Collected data
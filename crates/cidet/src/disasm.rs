//! Failure-message helpers: byte dumps and Intel-syntax disassembly.

use iced_x86::{Decoder, DecoderOptions, Formatter, IntelFormatter};

use crate::ctx::{FLAG_AF, FLAG_CF, FLAG_DF, FLAG_OF, FLAG_PF, FLAG_SF, FLAG_ZF};

pub fn hex_bytes(bytes: &[u8]) -> String {
    bytes
        .iter()
        .map(|b| format!("{b:02x}"))
        .collect::<Vec<_>>()
        .join(" ")
}

/// Decodes the first instruction in `bytes` at `ip`. Returns `None` if the decoder rejects it.
pub fn decode(bytes: &[u8], bitness: u32, ip: u64) -> Option<iced_x86::Instruction> {
    let mut decoder = Decoder::with_ip(bitness, bytes, ip, DecoderOptions::NONE);
    let instruction = decoder.decode();
    if instruction.is_invalid() {
        None
    } else {
        Some(instruction)
    }
}

pub fn disassemble(bytes: &[u8], bitness: u32, ip: u64) -> Option<String> {
    let instruction = decode(bytes, bitness, ip)?;
    let mut formatter = IntelFormatter::new();
    let mut out = String::new();
    formatter.format(&instruction, &mut out);
    if instruction.len() != bytes.len() {
        out.push_str(&format!(" (decoded {} of {} bytes)", instruction.len(), bytes.len()));
    }
    Some(out)
}

/// Arithmetic flags set in `rflags`, restricted to `mask`.
pub fn format_flags(rflags: u64, mask: u64) -> String {
    let mut parts = Vec::new();
    for (name, bit) in [
        ("CF", FLAG_CF),
        ("PF", FLAG_PF),
        ("AF", FLAG_AF),
        ("ZF", FLAG_ZF),
        ("SF", FLAG_SF),
        ("DF", FLAG_DF),
        ("OF", FLAG_OF),
    ] {
        if mask & bit == 0 {
            continue;
        }
        parts.push(format!("{name}={}", u8::from(rflags & bit != 0)));
    }
    parts.join(" ")
}

#[cfg(test)]
mod tests {
    use super::*;

    #[test]
    fn disassembles_at_bitness() {
        assert_eq!(disassemble(&[0x00, 0xc8], 32, 0).as_deref(), Some("add al,cl"));
        assert_eq!(
            disassemble(&[0x48, 0x01, 0xd8], 64, 0).as_deref(),
            Some("add rax,rbx")
        );
        assert_eq!(disassemble(&[0x06], 64, 0), None);
    }

    #[test]
    fn flags_respect_mask() {
        assert_eq!(format_flags(FLAG_CF | FLAG_ZF, FLAG_CF | FLAG_ZF | FLAG_OF), "CF=1 ZF=1 OF=0");
    }
}
//! Per-instruction summaries and the JSON run report.

use std::io;
use std::path::Path;

use serde::{Deserialize, Serialize};
use tracing::{info, warn};

use crate::engine::SkipCounters;
use crate::mode::TargetMode;

/// Outcome of testing one instruction form in one mode.
#[derive(Debug, Clone, PartialEq, Eq, Serialize, Deserialize)]
pub struct InstrSummary {
    pub name: String,
    pub mode: TargetMode,
    /// Encodings the enumerator produced.
    pub encodings: u64,
    pub executed: u64,
    pub skipped: u64,
    pub failures: u64,
    pub skips: SkipCounters,
}

impl InstrSummary {
    pub fn new(name: &str, mode: TargetMode) -> Self {
        Self {
            name: name.to_string(),
            mode,
            encodings: 0,
            executed: 0,
            skipped: 0,
            failures: 0,
            skips: SkipCounters::default(),
        }
    }
}

#[derive(Debug, Clone, PartialEq, Eq, Serialize, Deserialize)]
pub struct RunReport {
    pub mode: TargetMode,
    pub seed: u64,
    pub instructions: Vec<InstrSummary>,
    pub executed: u64,
    pub skipped: u64,
    pub failures: u64,
    pub skips: SkipCounters,
}

impl RunReport {
    pub fn new(mode: TargetMode, seed: u64) -> Self {
        Self {
            mode,
            seed,
            instructions: Vec::new(),
            executed: 0,
            skipped: 0,
            failures: 0,
            skips: SkipCounters::default(),
        }
    }

    pub fn push(&mut self, summary: InstrSummary) {
        self.executed += summary.executed;
        self.skipped += summary.skipped;
        self.failures += summary.failures;
        self.skips.add(&summary.skips);
        self.instructions.push(summary);
    }

    pub fn passed(&self) -> bool {
        self.failures == 0
    }

    pub fn log_summary(&self) {
        info!(
            mode = %self.mode,
            seed = self.seed,
            instructions = self.instructions.len(),
            executed = self.executed,
            skipped = self.skipped,
            failures = self.failures,
            "cidet run finished"
        );
        for summary in self.instructions.iter().filter(|s| s.failures > 0) {
            warn!(
                instruction = %summary.name,
                failures = summary.failures,
                executed = summary.executed,
                "instruction has failures"
            );
        }
    }

    pub fn write_json(&self, path: &Path) -> io::Result<()> {
        if let Some(parent) = path.parent() {
            std::fs::create_dir_all(parent)?;
        }
        let contents = serde_json::to_string_pretty(self).map_err(io::Error::other)?;
        std::fs::write(path, contents)
    }
}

PROBLEM STATEMENT
Restate verbatim the first line above and all lines after it through the line containing "Arithmetic flags set"; omit the rest.

RESPONSE AREA
filename crates/cidet/src/disasm.rs
//! Failure-message helpers: byte dumps and Intel-syntax disassembly.

use iced_x86::{Decoder, DecoderOptions, Formatter, IntelFormatter};

use crate::ctx::{FLAG_AF, FLAG_CF, FLAG_DF, FLAG_OF, FLAG_PF, FLAG_SF, FLAG_ZF};

pub fn hex_bytes(bytes: &[u8]) -> String {
    bytes
        .iter()
        .map(|b| format!("{b:02x}"))
        .collect::<Vec<_>>()
        .join(" ")
}

/// Decodes the first instruction in `bytes` at `ip`. Returns `None` if the decoder rejects it.
pub fn decode(bytes: &[u8], bitness: u32, ip: u64) -> Option<iced_x86::Instruction> {
    let mut decoder = Decoder::with_ip(bitness, bytes, ip, DecoderOptions::NONE);
    let instruction = decoder.decode();
    if instruction.is_invalid() {
        None
    } else {
        Some(instruction)
    }
}

pub fn disassemble(bytes: &[u8], bitness: u32, ip: u64) -> Option<String> {
    let instruction = decode(bytes, bitness, ip)?;
    let mut formatter = IntelFormatter::new();
    let mut out = String::new();
    formatter.format(&instruction, &mut out);
    if instruction.len() != bytes.len() {
        out.push_str(&format!(" (decoded {} of {} bytes)", instruction.len(), bytes.len()));
    }
    Some(out)
}

/// Arithmetic flags set in `rflags`, restricted to `mask`.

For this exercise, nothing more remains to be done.